By any human standard, Pope Benedict XVI and the American Catholic Church are getting a bad rap in the current outbreak of outrage over clerical sexual abuse.

Far from being indifferent or complicit, then-Cardinal Joseph Ratzinger was among the first in Rome to take the scandal seriously. During much of his service as head of the Congregation for the Doctrine of the Faith, the future pope had no responsibility for investigating most cases of sexual abuse. Local bishops were in charge -- and some failed spectacularly in their moral duties. It was not until 2001 that Pope John Paul II charged Ratzinger with reviewing every credible case of sexual abuse. While poring through these documents, Ratzinger's eyes were opened. The church became more active in removing abusive priests -- whom Ratzinger described rightly as "filth" [he did so in the meditations for the Stations of the Cross he wrote for Pope John Paul II in 2005] -- both through canonical trials and administrative action.

"Benedict," says the Rev.

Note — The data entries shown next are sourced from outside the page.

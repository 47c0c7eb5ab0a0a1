//! Event and trace fixtures

use std::path::{Path, PathBuf};

use kvtrace::replay::event::{
    CopyOnWriteEvent, KvWriteEvent, Layer, PageFaultEvent, PageFreedEvent, PageId,
    PrefixReuseEvent, RequestStartEvent, TokenStepEvent,
};
use kvtrace::{Event, EventKind, SimulationResult};

pub fn request_start(request_id: u64) -> Event {
    Event::new(EventKind::RequestStart(RequestStartEvent {
        request_id: Some(request_id),
        prompt: None,
    }))
}

pub fn token_step(token_idx: usize) -> Event {
    Event::new(EventKind::TokenStep(TokenStepEvent { token_idx }))
}

pub fn page_fault(page_id: PageId) -> Event {
    Event::new(EventKind::PageFault(PageFaultEvent { page_id }))
}

/// Tracked (layer 0) write of `token_idx` into `page_id`/`slot`
pub fn kv_write(token_idx: usize, page_id: PageId, slot: usize) -> Event {
    kv_write_on_layer(token_idx, page_id, slot, 0)
}

pub fn kv_write_on_layer(token_idx: usize, page_id: PageId, slot: usize, layer: u64) -> Event {
    Event::new(EventKind::KvWrite(KvWriteEvent {
        page_id: Some(page_id),
        slot: Some(slot),
        token_idx: Some(token_idx),
        layer: Layer::Index(layer),
    }))
}

/// Tracked write that names its page but not the slot
pub fn kv_write_without_slot(token_idx: usize, page_id: PageId) -> Event {
    Event::new(EventKind::KvWrite(KvWriteEvent {
        page_id: Some(page_id),
        slot: None,
        token_idx: Some(token_idx),
        layer: Layer::Index(0),
    }))
}

pub fn copy_on_write(source_page_id: PageId, new_page_id: PageId) -> Event {
    Event::new(EventKind::CopyOnWrite(CopyOnWriteEvent {
        source_page_id,
        new_page_id,
    }))
}

pub fn page_freed(page_id: PageId) -> Event {
    Event::new(EventKind::PageFreed(PageFreedEvent { page_id }))
}

pub fn prefix_reuse(page_ids: &[PageId]) -> Event {
    Event::new(EventKind::PrefixReuse(PrefixReuseEvent {
        page_ids: page_ids.to_vec(),
        ..Default::default()
    }))
}

pub fn tokens(words: &[&str]) -> Vec<String> {
    words.iter().map(|w| w.to_string()).collect()
}

/// Simulator response for "you are" followed by a second request re-reading it.
pub const TWO_REQUEST_TRACE: &str = r#"{
    "model": {"layers": 6, "heads": 12, "hidden_size": 768, "head_dim": 64, "page_size": 4},
    "tokens": ["you", "are"],
    "events": [
        {"event_id": 1, "event_type": "request_start", "request_id": 1,
         "details": {"request_id": 1, "prompt": "you are"}, "narration": "Request 1 begins"},
        {"event_id": 2, "event_type": "token_step", "details": {"token_idx": 0}},
        {"event_id": 3, "event_type": "page_fault", "details": {"page_id": 0}},
        {"event_id": 4, "event_type": "kv_write", "details": {"page_id": 0, "slot": 0, "token_idx": 0, "layer": 0}},
        {"event_id": 5, "event_type": "kv_write", "details": {"page_id": 0, "slot": 0, "token_idx": 0, "layer": 1}},
        {"event_id": 6, "event_type": "token_step", "details": {"token_idx": 1}},
        {"event_id": 7, "event_type": "kv_write", "details": {"page_id": 0, "slot": 1, "token_idx": 1, "layer": 0}},
        {"event_id": 8, "event_type": "request_end", "details": {"request_id": 1}},
        {"event_id": 9, "event_type": "request_start", "request_id": 2,
         "details": {"request_id": 2, "prompt": "you are"}},
        {"event_id": 10, "event_type": "prefix_reuse", "details": {"page_ids": [0], "num_pages": 1}},
        {"event_id": 11, "event_type": "token_step", "details": {"token_idx": 0},
         "narration": "Token 0 is already cached"}
    ],
    "summary": {"total_events": 11, "num_requests": 2,
                "event_counts": {"request_start": 2, "token_step": 3, "kv_write": 3}},
    "final_pages": [0],
    "page_states": [{"page_id": 0, "used_slots": 2, "total_slots": 4, "ref_count": 2, "is_freed": false}]
}"#;

pub fn two_request_trace() -> SimulationResult {
    SimulationResult::from_json_str(TWO_REQUEST_TRACE).expect("fixture trace should parse")
}

/// Write `json` to `dir/name` and return the path
pub fn write_trace(dir: &Path, name: &str, json: &str) -> PathBuf {
    let path = dir.join(name);
    std::fs::write(&path, json).expect("Failed to write trace fixture");
    path
}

Thomas Reese of Georgetown University, "grew in his understanding of the crisis. Like many other bishops at the beginning, he didn't understand it. . . . But he grew in his understanding because he listened to what the U.S. bishops had to say [I'm not quite sure that's an entirely accurate statement. I suspect Ratzinger grasped it even before some of the U.S. Bishops]. He in fact got it quicker than other people in the Vatican."

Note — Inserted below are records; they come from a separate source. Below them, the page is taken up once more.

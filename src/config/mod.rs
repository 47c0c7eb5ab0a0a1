mod settings;

pub use settings::{Config, TomlConfig, DEFAULT_RECENT_EVENTS, EXAMPLE_CONFIG};
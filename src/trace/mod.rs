//! Simulator output: the result object consumed verbatim by replay and display.

mod result;

pub use result::{ModelConfig, PageState, SimulationResult, Summary, TraceError, DEFAULT_PAGE_SIZE};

And the American Catholic Church -- once in destructive denial -- has confronted the problem directly. It is difficult to contend that justice was done in the cases of some prominent offenders and the bishops who protected and reassigned them. But it is also difficult to deny that the church has made progress with a zero-tolerance policy. The vast majority of abuse cases took place decades ago. In 2009, six credible allegations of abuse concerning people who are minors were reported to the U.S. bishops -- in a church with 65 million members.

Some will allow none of these facts to get in the way of a good clerical scandal. Editorial cartoons engage in gleeful anti-clericalism. The implicit charge is that the Catholic Church is somehow discredited by the existence of human sinfulness -- a doctrine it has taught for more than two millennia.

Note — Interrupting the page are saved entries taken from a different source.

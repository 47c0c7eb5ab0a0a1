use std::sync::Arc;

use crate::replay::Reconstructor;
use crate::trace::SimulationResult;

/// A prompt and the run the simulator produced for it.
#[derive(Debug, Clone)]
pub struct SimulationEntry {
    pub prompt: String,
    pub result: Arc<SimulationResult>,
}

/// A run chosen for viewing, with everything display needs to start at step 0.
#[derive(Debug)]
pub struct LoadedSimulation {
    pub index: usize,
    pub entry: SimulationEntry,
    /// Token positions shared with the previous run's prompt
    pub prefix_token_indices: Vec<usize>,
    pub reconstructor: Reconstructor,
}

/// Ordered history of simulation runs and which one is selected.
#[derive(Debug, Default)]
pub struct SimulationHistory {
    entries: Vec<SimulationEntry>,
    current: Option<usize>,
}

impl SimulationHistory {
    pub fn new() -> Self {
        Self::default()
    }

    pub fn len(&self) -> usize {
        self.entries.len()
    }

    pub fn is_empty(&self) -> bool {
        self.entries.is_empty()
    }

    pub fn entries(&self) -> &[SimulationEntry] {
        &self.entries
    }

    pub fn current_index(&self) -> Option<usize> {
        self.current
    }

    pub fn current(&self) -> Option<&SimulationEntry> {
        self.current.and_then(|idx| self.entries.get(idx))
    }

    /// Append a run and select it.
    pub fn push(&mut self, prompt: impl Into<String>, result: SimulationResult) -> usize {
        self.entries.push(SimulationEntry {
            prompt: prompt.into(),
            result: Arc::new(result),
        });
        let idx = self.entries.len() - 1;
        self.current = Some(idx);
        idx
    }

    /// Remove a run, keeping the selection pointed at the same run where possible.
    ///
    /// Removing the selected run selects the first remaining one.
    pub fn remove(&mut self, idx: usize) -> Option<SimulationEntry> {
        if idx >= self.entries.len() {
            return None;
        }
        let removed = self.entries.remove(idx);
        self.current = match self.current {
            _ if self.entries.is_empty() => None,
            Some(current) if current == idx => Some(0),
            Some(current) if current > idx => Some(current - 1),
            other => other,
        };
        Some(removed)
    }

    pub fn clear(&mut self) {
        self.entries.clear();
        self.current = None;
    }

    /// Select run `idx` and prepare it for replay. Out-of-range indices change nothing.
    pub fn select(&mut self, idx: usize, default_page_size: usize) -> Option<LoadedSimulation> {
        let entry = self.entries.get(idx)?.clone();
        self.current = Some(idx);

        let prefix_token_indices = self.prefix_token_indices(idx);
        tracing::debug!(
            index = idx,
            events = entry.result.events.len(),
            prefix = prefix_token_indices.len(),
            "Selected simulation"
        );
        let reconstructor = entry.result.reconstructor(default_page_size);
        Some(LoadedSimulation {
            index: idx,
            entry,
            prefix_token_indices,
            reconstructor,
        })
    }

    /// Positions `0..k` where run `idx` shares its first `k` tokens with run `idx - 1`.
    pub fn prefix_token_indices(&self, idx: usize) -> Vec<usize> {
        let (Some(prev), Some(curr)) = (
            idx.checked_sub(1).and_then(|p| self.entries.get(p)),
            self.entries.get(idx),
        ) else {
            return Vec::new();
        };
        (0..common_prefix_len(&prev.result.tokens, &curr.result.tokens)).collect()
    }
}

/// Length of the longest common prefix of two token lists.
pub fn common_prefix_len(a: &[String], b: &[String]) -> usize {
    a.iter().zip(b).take_while(|(x, y)| x == y).count()
}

Many of the current accusations, as I said, are not fair by human standards. But the Christian church, in its varied expressions, is accountable to not merely human standards because it is supposed to be more than a human institution. Apart from the mental, emotional and spiritual harm done to children, this has been the most disturbing aspect of the initial Catholic reaction to the abuse scandal over the past few decades: the reduction of the church to one more self-interested organization. In case after case, church leaders have attempted (and failed) to protect the church from scandal -- like a White House trying to contain a bad news story or an oil company avoiding responsibility for a spill.

From one perspective, this is understandable. A church exists in a real world of donor relations and legal exposure. But the normal process of crisis management can involve a theological error -- often repeated in the history of the religion.

It is the consistent temptation of faith leaders -- Catholic, Protestant, Muslim or Hindu -- to practice the religion of the tribe. The goal is to seek public recognition of their own theological convictions and the health of their own religious institutions. For many centuries of Western history, the Christian church vied and jostled for influence along with other interests, pursuing a tribal agenda at the expense of Jews, heretics, "infidels" and ambitious princes. The mind-set can still be detected, in milder forms, whenever Christian leaders talk of "taking back America for Christ" or pay hush money to avoid scandal for the church. The tribe must be defended.

But the religion of the tribe is inherently exclusive, sorting "us" from "them." So it undermines a foundational teaching of Christianity -- a radical human equality in need and in grace.

The story of modern Christian history has been the partial, hopeful movement away from the religion of the tribe and toward a religion of humanity -- a theology that defends a universal ideal of human rights and dignity, whose triumph benefits everyone. And the Catholic Church has led this transition. Once a reactionary opponent of individualism and modernity, it is now one of the leading global advocates for universal human rights and dignity.

The Catholic Church's initial reaction to the abuse scandal was often indefensible. Now, through its honesty and transparency, it can demonstrate a commitment to universal dignity -- which includes every victim of abuse.